WHDH at the time was the flagship station of the Boston Red Sox, and carried Boston Celtics basketball, Boston Bruins hockey and Harvard University football during the autumn and winter months. Gillis hosted pregame coverage of Red Sox games — his "Warmup Time" five-minute segment often revisited great moments in baseball history – and was a color commentator on Bruins and Celtics games. During the 1957 season, he joined the Red Sox' broadcast team when the primary announcer, Curt Gowdy, was sidelined for the year by a back injury. Gillis also called New England Patriots preseason games.

The most famous play-by-play single game he called was the 29–29 tie 1968 Harvard-Yale football game. A color kinescope of the telecast was featured prominently as the basis for the 2008 documentary film Harvard Beats Yale 29-29, so called because Harvard came from 16 points behind with 42 seconds to play to tie on a two-point conversion on the last play of the game. In addition, Gillis hosted a weekly sports roundtable radio show, called "Voice of Sports," that featured sportswriters Bill Liston and Tim Horgan from the Boston Herald-Traveler (which owned WHDH) and other personalities, such as longtime Pittsburgh Pirates scout Chick Whalen and NBC Sports producer Joe Costanza.

During the mid-to-late 1960s, he was the play-by-play announcer for a limited schedule of Boston Celtic games on WHDH-TV.

==Television sports anchor==
But Gillis became best known as a television sports anchor. He began his sports report on October 1, 1962 (the same night Johnny Carson debuted as host of The Tonight Show). WHDH-TV expanded its late news from 15 minutes to a full half-hour to accommodate extended weather and sports segments. During the period when WHDH-TV held the license to Boston's Channel 5, the station was the flagship of the Red Sox TV network. After the team's improbable 1967 American League pennant, its TV ratings soared and Gillis was able to use film highlights of the team's games during his sportscasts. However, relatively few of the games were telecast compared to today's diet of 162 regular season broadcasts, and Ch. 5 would send a cameraman to the games that were not telecast live. This often meant that the 11 p.m. newscast featured only highlights from the early through middle innings, since the film had to be rushed from Fenway Park to the station's studios in Dorchester to be developed, edited and finally aired. Gillis would use the filmed highlights to set the stage for "telling" the audience about the late, and often decisive, action.

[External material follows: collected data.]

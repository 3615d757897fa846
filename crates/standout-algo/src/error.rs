//! Error types for the algo crate.

use thiserror::Error;

/// Errors reported by controlled traversal.
#[derive(Debug, Clone, PartialEq, Eq, Error)]
pub enum AlgoError {
    /// Raw action code outside the known [`ForeachAction`](crate::ForeachAction) values.
    #[error("unknown foreach action code: {0}")]
    UnknownAction(i64),

    /// A visitor returned a signal that does not convert to a
    /// [`ForeachAction`](crate::ForeachAction).
    #[error("visitor returned an invalid action at step {step}")]
    InvalidAction { step: usize },
}

/// Result type for algo operations.
pub type Result<T> = std::result::Result<T, AlgoError>;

In March 1972, however, Herald-Traveler Corp. lost its battle for a permanent license for the television property. Gillis, along with much of the on-air staff, were hired by the new licensee, Boston Broadcasters Inc., to establish an on-air presence at the new WCVB-TV, and Gillis carried on as sports director. Even though the Red Sox did not follow, ratings for the station's newscasts at 6 and 11 p.m. remained high. When WCVB-TV was acquired by Metromedia in 1982 for the highest price then ever paid for a local television station, Gillis was one of many stockholders who profited handsomely from the transaction.

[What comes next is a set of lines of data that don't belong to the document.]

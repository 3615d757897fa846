//! Controlled traversal: [`foreach`], [`map_foreach`] and [`zip`].
//!
//! Each visitor returns a signal convertible into a [`ForeachAction`]:
//!
//! - `NoOp` and `Continue` move on to the next element.
//! - `Break` stops the traversal. Nothing after it is visited, and the call
//!   still succeeds.
//! - Anything that does not convert (for example a raw code of `7`) aborts
//!   the traversal and the call fails.
//!
//! The boolean functions report only success or failure. The `try_*` forms
//! return a [`Traversal`] summary or the [`AlgoError`] that stopped them.

use crate::action::ForeachAction;
use crate::error::{AlgoError, Result};
use crate::traits::Mapping;

/// Summary of a completed traversal.
#[derive(Debug, Clone, Copy, PartialEq, Eq, Default)]
#[cfg_attr(feature = "serde", derive(serde::Serialize, serde::Deserialize))]
pub struct Traversal {
    /// Number of visitor calls made.
    pub visited: usize,
    /// Whether a visitor returned `Break`.
    pub break_requested: bool,
}

impl Traversal {
    /// Returns `true` if every element was visited.
    pub fn is_complete(&self, len: usize) -> bool {
        !self.break_requested && self.visited == len
    }
}

fn drive<I, A, F>(items: I, mut visit: F) -> Result<Traversal>
where
    I: Iterator,
    F: FnMut(I::Item) -> A,
    A: TryInto<ForeachAction>,
{
    let mut traversal = Traversal::default();
    for item in items {
        let step = traversal.visited;
        let action = visit(item)
            .try_into()
            .map_err(|_| AlgoError::InvalidAction { step })?;
        traversal.visited += 1;
        match action {
            ForeachAction::Break => {
                traversal.break_requested = true;
                break;
            }
            ForeachAction::NoOp | ForeachAction::Continue => {}
        }
    }
    Ok(traversal)
}

/// Visits every element in order with `visitor(index, value)`.
///
/// Returns `false` if a visitor returned an invalid action, `true`
/// otherwise (including when traversal stopped on `Break`).
pub fn foreach<T, A, F>(seq: &[T], visitor: F) -> bool
where
    F: FnMut(usize, &T) -> A,
    A: TryInto<ForeachAction>,
{
    try_foreach(seq, visitor).is_ok()
}

/// Same as [`foreach`], returning the traversal summary or the error.
pub fn try_foreach<T, A, F>(seq: &[T], mut visitor: F) -> Result<Traversal>
where
    F: FnMut(usize, &T) -> A,
    A: TryInto<ForeachAction>,
{
    drive(seq.iter().enumerate(), |(index, value)| visitor(index, value))
}

/// Visits every pair of a mapping with `visitor(key, value)`, in the
/// mapping's enumeration order.
///
/// Same result contract as [`foreach`]. Which pairs were visited before a
/// `Break` depends on that order.
pub fn map_foreach<M, A, F>(m: &M, visitor: F) -> bool
where
    M: Mapping,
    F: FnMut(&M::Key, &M::Value) -> A,
    A: TryInto<ForeachAction>,
{
    try_map_foreach(m, visitor).is_ok()
}

/// Same as [`map_foreach`], returning the traversal summary or the error.
pub fn try_map_foreach<M, A, F>(m: &M, mut visitor: F) -> Result<Traversal>
where
    M: Mapping,
    F: FnMut(&M::Key, &M::Value) -> A,
    A: TryInto<ForeachAction>,
{
    drive(m.entries(), |(key, value)| visitor(key, value))
}

/// Walks `a` and `b` side by side with `visitor(index, a[index], b[index])`.
///
/// Stops after `min(a.len(), b.len())` positions; the tail of the longer
/// slice is never visited. Same result contract as [`foreach`].
pub fn zip<T, U, A, F>(a: &[T], b: &[U], visitor: F) -> bool
where
    F: FnMut(usize, &T, &U) -> A,
    A: TryInto<ForeachAction>,
{
    try_zip(a, b, visitor).is_ok()
}

/// Same as [`zip`], returning the traversal summary or the error.
pub fn try_zip<T, U, A, F>(a: &[T], b: &[U], mut visitor: F) -> Result<Traversal>
where
    F: FnMut(usize, &T, &U) -> A,
    A: TryInto<ForeachAction>,
{
    drive(a.iter().zip(b).enumerate(), |(index, (x, y))| visitor(index, x, y))
}
//! Building slices from a rule or by repetition.

/// Returns `count` elements where element `i` is `f(i)`.
pub fn generate<T, F>(count: usize, f: F) -> Vec<T>
where
    F: FnMut(usize) -> T,
{
    (0..count).map(f).collect()
}

/// Returns `count` copies of `element`.
pub fn repeat_element<T>(count: usize, element: T) -> Vec<T>
where
    T: Clone,
{
    vec![element; count]
}

/// Returns `count` back-to-back copies of `seq`.
///
/// The result has `count * seq.len()` elements.
pub fn repeat_array<T>(count: usize, seq: &[T]) -> Vec<T>
where
    T: Clone,
{
    let mut result = Vec::with_capacity(count.saturating_mul(seq.len()));
    for _ in 0..count {
        result.extend_from_slice(seq);
    }
    result
}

==Candlepin Bowling host==
He retired from NewsCenter 5 broadcasts a year after the sale, although his son, Gary Gillis, continued as a sportscaster and sports anchor in the market for the city's Channel 7, which assumed the WHDH-TV call-letters in 1990. Don Gillis would continue to host the Saturday afternoon Candlepin Bowling show on WCVB until its cancellation on January 27, 1996. He was elected to the World Candlepin Bowling Council's Hall of Fame for "extraordinary service" in 1987.

Gillis retired to his home in Falmouth on Cape Cod. During his last years, he suffered from Alzheimer's disease. He also endured a series of strokes three weeks before his death at home.